本日は「源氏川苦心の快楽書肆」を更新する心算ではなかつたのですが、あまりにも悲しいニュウスが飛び込んで来たため、かうして書いてをります。
言ふまでもなく、丸谷才一氏の訃報であります。
いつかは必ず来る日であることは承知しながら、昨年文化勲章を授章した際のインタビューでまだまだ元気な様子を見てゐましたので、やはり唐突の印象を免れません。
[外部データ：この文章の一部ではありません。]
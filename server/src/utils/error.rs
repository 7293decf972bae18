use axum::http::StatusCode;
use axum::response::{IntoResponse, Response};
use chrono::{DateTime, Utc};
use serde_json::{json, Value};
use thiserror::Error;
use tracing::{error, warn};

use crate::models::ScanOutcome;
use crate::store::StoreError;
use crate::utils::response::error as error_response;

/// Reasons a scan is turned away. All are operator-recoverable.
#[derive(Debug, Clone, PartialEq, Eq, Error)]
pub enum ScanRejection {
    #[error("No matching ticket was found for this event")]
    NotFound,

    #[error("This ticket is not valid for this event")]
    WrongEvent,

    #[error("Ticket has already been checked in")]
    AlreadyCheckedIn { checked_in_at: Option<DateTime<Utc>> },

    #[error("Ticket has been cancelled")]
    Cancelled,

    #[error("You are not authorized to scan tickets for this event")]
    Unauthorized,

    #[error("Event is not open for check-in")]
    EventNotOpen,
}

impl ScanRejection {
    pub fn status_code(&self) -> StatusCode {
        match self {
            ScanRejection::NotFound => StatusCode::NOT_FOUND,
            ScanRejection::WrongEvent => StatusCode::CONFLICT,
            ScanRejection::AlreadyCheckedIn { .. } => StatusCode::CONFLICT,
            ScanRejection::Cancelled => StatusCode::GONE,
            ScanRejection::Unauthorized => StatusCode::FORBIDDEN,
            ScanRejection::EventNotOpen => StatusCode::CONFLICT,
        }
    }

    pub fn code(&self) -> &'static str {
        match self {
            ScanRejection::NotFound => "TICKET_NOT_FOUND",
            ScanRejection::WrongEvent => "WRONG_EVENT",
            ScanRejection::AlreadyCheckedIn { .. } => "ALREADY_CHECKED_IN",
            ScanRejection::Cancelled => "TICKET_CANCELLED",
            ScanRejection::Unauthorized => "SCAN_UNAUTHORIZED",
            ScanRejection::EventNotOpen => "EVENT_NOT_OPEN",
        }
    }

    pub fn outcome(&self) -> ScanOutcome {
        match self {
            ScanRejection::NotFound => ScanOutcome::RejectedNotFound,
            ScanRejection::WrongEvent => ScanOutcome::RejectedWrongEvent,
            ScanRejection::AlreadyCheckedIn { .. } => ScanOutcome::RejectedAlreadyUsed,
            ScanRejection::Cancelled => ScanOutcome::RejectedCancelled,
            ScanRejection::Unauthorized => ScanOutcome::RejectedUnauthorized,
            ScanRejection::EventNotOpen => ScanOutcome::RejectedEventNotOpen,
        }
    }

    fn details(&self) -> Option<Value> {
        match self {
            ScanRejection::AlreadyCheckedIn {
                checked_in_at: Some(at),
            } => Some(json!({ "checkedInAt": at })),
            _ => None,
        }
    }
}

#[derive(Debug, Error)]
pub enum AppError {
    #[error("Validation error: {0}")]
    ValidationError(String),

    #[error("Authentication error: {0}")]
    AuthError(String),

    #[error("Forbidden: {0}")]
    Forbidden(String),

    #[error("Resource not found: {0}")]
    NotFound(String),

    #[error("Conflict: {0}")]
    Conflict(String),

    #[error("Sold out: {0}")]
    SoldOut(String),

    #[error("Scan rejected: {0}")]
    Scan(#[from] ScanRejection),

    #[error("Storage error")]
    StoreError(#[from] StoreError),

    #[error("Internal server error")]
    InternalServerError(String),
}

impl AppError {
    pub fn status_code(&self) -> StatusCode {
        match self {
            AppError::ValidationError(_) => StatusCode::BAD_REQUEST,
            AppError::AuthError(_) => StatusCode::UNAUTHORIZED,
            AppError::Forbidden(_) => StatusCode::FORBIDDEN,
            AppError::NotFound(_) => StatusCode::NOT_FOUND,
            AppError::Conflict(_) => StatusCode::CONFLICT,
            AppError::SoldOut(_) => StatusCode::CONFLICT,
            AppError::Scan(rejection) => rejection.status_code(),
            AppError::StoreError(_) => StatusCode::INTERNAL_SERVER_ERROR,
            AppError::InternalServerError(_) => StatusCode::INTERNAL_SERVER_ERROR,
        }
    }

    pub fn code(&self) -> &'static str {
        match self {
            AppError::ValidationError(_) => "VALIDATION_ERROR",
            AppError::AuthError(_) => "AUTH_ERROR",
            AppError::Forbidden(_) => "FORBIDDEN",
            AppError::NotFound(_) => "NOT_FOUND",
            AppError::Conflict(_) => "CONFLICT",
            AppError::SoldOut(_) => "SOLD_OUT",
            AppError::Scan(rejection) => rejection.code(),
            AppError::StoreError(_) => "DATABASE_ERROR",
            AppError::InternalServerError(_) => "INTERNAL_SERVER_ERROR",
        }
    }

    /// The rejection carried by this error, if it came out of a scan.
    pub fn as_scan_rejection(&self) -> Option<&ScanRejection> {
        match self {
            AppError::Scan(rejection) => Some(rejection),
            _ => None,
        }
    }

    fn log(&self) {
        match self {
            AppError::ValidationError(msg)
            | AppError::AuthError(msg)
            | AppError::Forbidden(msg)
            | AppError::NotFound(msg)
            | AppError::Conflict(msg)
            | AppError::SoldOut(msg) => {
                warn!(code = self.code(), message = %msg, "Request rejected");
            }
            AppError::Scan(rejection) => {
                warn!(code = rejection.code(), "Scan rejected");
            }
            AppError::InternalServerError(msg) => {
                error!(error = ?self, message = %msg, "Application error");
            }
            AppError::StoreError(e) => {
                error!(error = ?e, "Storage error");
            }
        }
    }
}

impl IntoResponse for AppError {
    fn into_response(self) -> Response {
        let status = self.status_code();
        let code = self.code();

        // Log internal details
        self.log();

        // Only expose high-level message to the client
        let (public_message, details) = match &self {
            AppError::ValidationError(msg)
            | AppError::AuthError(msg)
            | AppError::Forbidden(msg)
            | AppError::NotFound(msg)
            | AppError::Conflict(msg)
            | AppError::SoldOut(msg) => (msg.clone(), None),
            AppError::Scan(rejection) => (rejection.to_string(), rejection.details()),
            AppError::StoreError(_) => ("A database error occurred".to_string(), None),
            AppError::InternalServerError(_) => ("An internal error occurred".to_string(), None),
        };

        error_response(code, public_message, details, status)
    }
}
小説・評論・翻訳・エッセイ...それぞれが完成度の高い作品群ですが、わたくしとしてはやはり「長篇小説作家」としての丸谷氏が、一番力量を示してゐるやうに思ひます。
『笹まくら』も好いし、『たった一人の反乱』も唸らせるが、個人的に一番好きなのはこの『裏声で歌へ君が代』であります。
丸谷氏本人は「これは非政治的人間が書いた政治小説である」と述べてゐます。国家とは何かといふ、ややもすれば大上段に構へやすい問題を、観念的にならず物語の面白さでもつて鮮やかに問ひだたしてゐます。

もう丸谷作品の新作は読めないのだな、と思ふと残念でなりません。さういへば、わたくしの風貌は丸谷氏のそれと酷似してゐる、と指摘されたことがあり、とても親近感が沸いたものであります。(ただし頭髪が豊かだった頃の話)

ああ。つらいので寝ることにします。ご無礼します。